What the task asks: Counting task for the data below: how many lines hold the word "crates"? Answer with the number only.

*** Opening of Records shown ***

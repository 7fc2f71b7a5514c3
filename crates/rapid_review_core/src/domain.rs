//! crates/rapid_review_core/src/domain.rs
//!
//! Defines the pure, core data structures for the application.
//! These structs are independent of any database or serialization format.

use chrono::{DateTime, NaiveDate, Utc};
use std::fmt;
use std::str::FromStr;
use uuid::Uuid;

use crate::error::CoreError;

//=========================================================================================
// Projects and Membership
//=========================================================================================

/// A systematic-review effort containing papers, criteria and reviewer roles.
#[derive(Debug, Clone, PartialEq)]
pub struct Project {
    pub id: Uuid,
    pub name: String,
    pub research_question: String,
    pub keywords: Vec<String>,
    pub created_at: DateTime<Utc>,
}

/// A user's role within a single project.
#[derive(Debug, Clone, Copy, PartialEq, Eq, Hash)]
pub enum Role {
    Admin,
    Senior,
    Reviewer,
}

impl Role {
    pub fn as_str(&self) -> &'static str {
        match self {
            Role::Admin => "admin",
            Role::Senior => "senior",
            Role::Reviewer => "reviewer",
        }
    }

    /// Senior reviewers and admins curate criteria and settle conflicts.
    pub fn is_senior(&self) -> bool {
        matches!(self, Role::Admin | Role::Senior)
    }
}

impl FromStr for Role {
    type Err = CoreError;

    fn from_str(s: &str) -> Result<Self, Self::Err> {
        match s {
            "admin" => Ok(Role::Admin),
            "senior" => Ok(Role::Senior),
            "reviewer" => Ok(Role::Reviewer),
            other => Err(CoreError::Validation(format!("unknown role '{}'", other))),
        }
    }
}

//=========================================================================================
// Papers
//=========================================================================================

/// A bibliographic record, independent of any project.
#[derive(Debug, Clone, PartialEq)]
pub struct Paper {
    pub id: Uuid,
    pub title: String,
    pub abstract_text: String,
    pub authors: Vec<String>,
    pub publication_date: Option<NaiveDate>,
    pub full_text_url: Option<String>,
}

/// The fields needed to import a paper into a project.
#[derive(Debug, Clone, PartialEq)]
pub struct NewPaper {
    pub title: String,
    pub abstract_text: String,
    pub authors: Vec<String>,
    pub publication_date: Option<NaiveDate>,
    pub full_text_url: Option<String>,
}

/// A paper as it belongs to one project: the join record plus the paper itself.
#[derive(Debug, Clone, PartialEq)]
pub struct ProjectPaper {
    pub project_id: Uuid,
    pub paper: Paper,
    pub relevancy_score: Option<f64>,
    pub imported_at: DateTime<Utc>,
}

/// A project paper annotated with the requesting reviewer's own decision.
/// `my_decision` is `None` while the paper is unreviewed.
#[derive(Debug, Clone, PartialEq)]
pub struct PaperView {
    pub entry: ProjectPaper,
    pub my_decision: Option<Decision>,
}

//=========================================================================================
// Reviews and Conflicts
//=========================================================================================

/// A reviewer's verdict on a paper at the abstract screening stage.
#[derive(Debug, Clone, Copy, PartialEq, Eq, Hash, PartialOrd, Ord)]
pub enum Decision {
    Accept,
    Reject,
    Skip,
}

impl Decision {
    pub const ALL: [Decision; 3] = [Decision::Accept, Decision::Reject, Decision::Skip];

    pub fn as_str(&self) -> &'static str {
        match self {
            Decision::Accept => "accept",
            Decision::Reject => "reject",
            Decision::Skip => "skip",
        }
    }

    /// Two decisions disagree only when one includes and the other excludes.
    /// A skip defers judgement and never opens a conflict.
    pub fn conflicts_with(&self, other: Decision) -> bool {
        matches!(
            (self, other),
            (Decision::Accept, Decision::Reject) | (Decision::Reject, Decision::Accept)
        )
    }
}

impl fmt::Display for Decision {
    fn fmt(&self, f: &mut fmt::Formatter<'_>) -> fmt::Result {
        f.write_str(self.as_str())
    }
}

impl FromStr for Decision {
    type Err = CoreError;

    fn from_str(s: &str) -> Result<Self, Self::Err> {
        match s {
            "accept" => Ok(Decision::Accept),
            "reject" => Ok(Decision::Reject),
            "skip" => Ok(Decision::Skip),
            other => Err(CoreError::Validation(format!(
                "invalid decision '{}': expected one of accept, reject, skip",
                other
            ))),
        }
    }
}

/// One reviewer's decision on one paper within one project.
#[derive(Debug, Clone, PartialEq)]
pub struct Review {
    pub id: Uuid,
    pub project_id: Uuid,
    pub paper_id: Uuid,
    pub reviewer_id: Uuid,
    pub decision: Decision,
    pub created_at: DateTime<Utc>,
}

/// A disagreement between reviewers on the same paper, awaiting a resolver.
#[derive(Debug, Clone, PartialEq)]
pub struct Conflict {
    pub id: Uuid,
    pub project_id: Uuid,
    pub paper_id: Uuid,
    pub created_at: DateTime<Utc>,
    pub resolution: Option<Decision>,
    pub resolved_by: Option<Uuid>,
    pub resolved_at: Option<DateTime<Utc>>,
}

impl Conflict {
    pub fn is_resolved(&self) -> bool {
        self.resolution.is_some()
    }
}

/// Returns true when `candidate` disagrees with any earlier decision on the same paper.
pub fn has_disagreement(candidate: &Review, others: &[Review]) -> bool {
    others.iter().any(|r| {
        r.id != candidate.id
            && r.reviewer_id != candidate.reviewer_id
            && r.project_id == candidate.project_id
            && r.paper_id == candidate.paper_id
            && r.decision.conflicts_with(candidate.decision)
    })
}

//=========================================================================================
// Criteria
//=========================================================================================

/// A single inclusion or exclusion rule used during screening.
#[derive(Debug, Clone, PartialEq)]
pub struct Criterion {
    pub id: Uuid,
    pub project_id: Uuid,
    pub text: String,
    pub category: Option<String>,
    pub is_inclusion: bool,
    pub created_at: DateTime<Utc>,
}

/// The editable part of a criterion.
#[derive(Debug, Clone, PartialEq)]
pub struct CriterionDraft {
    pub text: String,
    pub category: Option<String>,
    pub is_inclusion: bool,
}

//=========================================================================================
// Users and Notes
//=========================================================================================

/// A user's public profile. `username` is the login email.
#[derive(Debug, Clone, PartialEq)]
pub struct UserProfile {
    pub id: Uuid,
    pub username: String,
    pub first_name: Option<String>,
    pub last_name: Option<String>,
    pub avatar_url: Option<String>,
}

impl UserProfile {
    /// Full name when known, otherwise the username.
    pub fn display_name(&self) -> String {
        let parts: Vec<&str> = [self.first_name.as_deref(), self.last_name.as_deref()]
            .into_iter()
            .flatten()
            .map(str::trim)
            .filter(|p| !p.is_empty())
            .collect();
        if parts.is_empty() {
            self.username.clone()
        } else {
            parts.join(" ")
        }
    }
}

// Only used internally for login/signup - contains sensitive data
#[derive(Debug, Clone)]
pub struct UserCredentials {
    pub user_id: Uuid,
    pub email: String,
    pub hashed_password: String,
}

/// Free-text notes a reviewer keeps while screening a paper.
#[derive(Debug, Clone, PartialEq)]
pub struct ReviewerNote {
    pub project_id: Uuid,
    pub paper_id: Uuid,
    pub user_id: Uuid,
    pub body: String,
    pub updated_at: DateTime<Utc>,
}

/// One row of the project export: a paper with its score and tallied decisions.
#[derive(Debug, Clone, PartialEq)]
pub struct ExportRow {
    pub entry: ProjectPaper,
    pub reviews: Vec<Review>,
    pub resolution: Option<Decision>,
}
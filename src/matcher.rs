use crate::time::Timestamp;
use crate::types::Sample;

/// Value of the sample closest in time to `target`.
///
/// `series` must be sorted ascending by time. Ties go to the earliest
/// sample, so the result is the same as a linear stable minimum.
pub fn nearest<V: Copy>(target: Timestamp, series: &[Sample<V>]) -> Option<V> {
    if series.is_empty() {
        return None;
    }

    let idx = series.partition_point(|s| s.time < target);

    let after = series.get(idx);
    let before = idx.checked_sub(1).map(|mut i| {
        // Walk back to the first sample sharing this timestamp.
        while i > 0 && series[i - 1].time == series[i].time {
            i -= 1;
        }
        &series[i]
    });

    let best = match (before, after) {
        (Some(b), Some(a)) => {
            if target.abs_diff(b.time) <= target.abs_diff(a.time) {
                b
            } else {
                a
            }
        }
        (Some(only), None) | (None, Some(only)) => only,
        (None, None) => return None,
    };

    Some(best.value)
}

*** Close of Records shown ***

Exercise solution: 2